**Task directions**:
Within the records, which lines hold the string "trim"? Report each one by copying it.

**Material shown**:
pub(crate) mod content_store;
pub(crate) mod groq;
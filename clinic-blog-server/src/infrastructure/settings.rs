use std::path::PathBuf;
use std::time::Duration;

use anyhow::{Context, Result, anyhow};

use crate::application::blog_service::ListingConfig;
use crate::data::repositories::cms::content_store::CmsConfig;
use crate::domain::query::PageSizePolicy;
use crate::domain::site::SiteConfig;

#[derive(Debug, Clone, PartialEq, Eq)]
pub enum ContentBackend {
    Cms,
    Fixture(PathBuf),
}

#[derive(Debug, Clone)]
pub struct Settings {
    pub http_addr: String,
    pub cors_origins: Vec<String>,
    pub log_level: String,
    pub http_concurrency_limit: usize,
    pub http_request_timeout_secs: u64,
    pub site_url: String,
    pub site_name: String,
    pub site_twitter: Option<String>,
    pub content_backend: ContentBackend,
    pub cms_project_id: Option<String>,
    pub cms_dataset: String,
    pub cms_api_version: String,
    pub cms_token: Option<String>,
    pub cms_popularity_field: Option<String>,
    pub content_fetch_timeout_secs: u64,
    pub blog_page_size: u32,
    pub blog_max_page_size: u32,
    pub pagination_max_visible: u32,
    pub list_revalidate_secs: u64,
    pub sitemap_revalidate_secs: u64,
    pub sitemap_max_posts: u32,
}

/// `Cache-Control` lifetimes handed to the HTTP layer.
#[derive(Debug, Clone, Copy, PartialEq, Eq)]
pub struct CachePolicy {
    pub list_max_age: u64,
    pub sitemap_max_age: u64,
}

impl Default for CachePolicy {
    fn default() -> Self {
        Self {
            list_max_age: 60,
            sitemap_max_age: 3600,
        }
    }
}

impl Settings {
    pub fn from_env() -> Result<Self> {
        Self::from_source(|key| std::env::var(key).ok())
    }

    /// Builds settings from any key lookup; unset and blank values fall back
    /// to defaults.
    pub fn from_source(lookup: impl Fn(&str) -> Option<String>) -> Result<Self> {
        let env = Source(lookup);

        let http_addr = env.string_or("HTTP_ADDR", "0.0.0.0:8080");
        let cors_origins = parse_cors_origins(
            &env.string_or("CORS_ORIGINS", "http://localhost:3000,http://127.0.0.1:3000"),
        );
        let log_level = env
            .get("LOG_LEVEL")
            .or_else(|| env.get("RUST_LOG"))
            .unwrap_or_else(|| "info".to_string());
        let http_concurrency_limit = env.positive("HTTP_CONCURRENCY_LIMIT", 256usize)?;
        let http_request_timeout_secs = env.positive("HTTP_REQUEST_TIMEOUT_SECS", 10u64)?;

        let site_url = env.string_or("SITE_URL", "https://www.aideamed.com");
        let site_name = env.string_or("SITE_NAME", "Aidea:Med");
        let site_twitter = Some(env.string_or("SITE_TWITTER", "@aideamed"));

        let content_backend = match env.string_or("CONTENT_BACKEND", "cms").to_lowercase().as_str() {
            "cms" => ContentBackend::Cms,
            "fixture" => ContentBackend::Fixture(PathBuf::from(
                env.get("CONTENT_FIXTURE_PATH")
                    .context("CONTENT_FIXTURE_PATH is required for the fixture backend")?,
            )),
            other => return Err(anyhow!("unknown CONTENT_BACKEND '{other}', expected cms or fixture")),
        };
        let cms_project_id = env.get("CMS_PROJECT_ID");
        if content_backend == ContentBackend::Cms && cms_project_id.is_none() {
            return Err(anyhow!("CMS_PROJECT_ID is required for the cms backend"));
        }

        let blog_page_size = env.positive("BLOG_PAGE_SIZE", 9u32)?;
        let blog_max_page_size = env.positive("BLOG_MAX_PAGE_SIZE", 50u32)?;
        if blog_page_size > blog_max_page_size {
            return Err(anyhow!("BLOG_PAGE_SIZE must not exceed BLOG_MAX_PAGE_SIZE"));
        }

        Ok(Self {
            http_addr,
            cors_origins,
            log_level,
            http_concurrency_limit,
            http_request_timeout_secs,
            site_url,
            site_name,
            site_twitter,
            content_backend,
            cms_project_id,
            cms_dataset: env.string_or("CMS_DATASET", "production"),
            cms_api_version: env.string_or("CMS_API_VERSION", "2023-05-03"),
            cms_token: env.get("CMS_TOKEN"),
            cms_popularity_field: env.get("CMS_POPULARITY_FIELD"),
            content_fetch_timeout_secs: env.positive("CONTENT_FETCH_TIMEOUT_SECS", 8u64)?,
            blog_page_size,
            blog_max_page_size,
            pagination_max_visible: env.positive("PAGINATION_MAX_VISIBLE", 5u32)?,
            list_revalidate_secs: env.positive("LIST_REVALIDATE_SECS", 60u64)?,
            sitemap_revalidate_secs: env.positive("SITEMAP_REVALIDATE_SECS", 3600u64)?,
            sitemap_max_posts: env.positive("SITEMAP_MAX_POSTS", 1000u32)?,
        })
    }

    pub(crate) fn listing_config(&self) -> ListingConfig {
        ListingConfig {
            page_size: PageSizePolicy {
                default: self.blog_page_size,
                max: self.blog_max_page_size,
            },
            max_visible: self.pagination_max_visible,
            fetch_timeout: self.fetch_timeout(),
            sitemap_limit: self.sitemap_max_posts,
            ..ListingConfig::default()
        }
    }

    pub(crate) fn site_config(&self) -> Result<SiteConfig> {
        SiteConfig::new(&self.site_url, self.site_name.clone(), self.site_twitter.clone())
    }

    pub fn cache_policy(&self) -> CachePolicy {
        CachePolicy {
            list_max_age: self.list_revalidate_secs,
            sitemap_max_age: self.sitemap_revalidate_secs,
        }
    }

    pub(crate) fn cms_config(&self) -> Result<CmsConfig> {
        let project_id = self
            .cms_project_id
            .clone()
            .context("CMS_PROJECT_ID is required for the cms backend")?;
        Ok(CmsConfig {
            project_id,
            dataset: self.cms_dataset.clone(),
            api_version: self.cms_api_version.clone(),
            // Authenticated reads bypass the CDN.
            use_cdn: self.cms_token.is_none(),
            token: self.cms_token.clone(),
            popularity_field: self.cms_popularity_field.clone(),
            timeout: self.fetch_timeout(),
        })
    }

    fn fetch_timeout(&self) -> Duration {
        Duration::from_secs(self.content_fetch_timeout_secs)
    }
}

struct Source<F>(F);

impl<F: Fn(&str) -> Option<String>> Source<F> {
    fn get(&self, key: &str) -> Option<String> {
        (self.0)(key)
            .map(|value| value.trim().to_string())
            .filter(|value| !value.is_empty())
    }

    fn string_or(&self, key: &str, default: &str) -> String {
        self.get(key).unwrap_or_else(|| default.to_string())
    }

    fn positive<T>(&self, key: &str, default: T) -> Result<T>
    where
        T: std::str::FromStr + PartialEq + Default,
    {
        let Some(raw) = self.get(key) else {
            return Ok(default);
        };
        let value = raw
            .parse::<T>()
            .map_err(|_| anyhow!("Failed to parse {key}, expecting positive integer"))?;
        if value == T::default() {
            return Err(anyhow!("{key} must be > 0"));
        }
        Ok(value)
    }
}

fn parse_cors_origins(raw: &str) -> Vec<String> {
    raw.split(',')
        .map(str::trim)
        .filter(|entry| !entry.is_empty())
        .map(str::to_string)
        .collect()
}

**Answer box**:
            .map(|value| value.trim().to_string())
        .map(str::trim)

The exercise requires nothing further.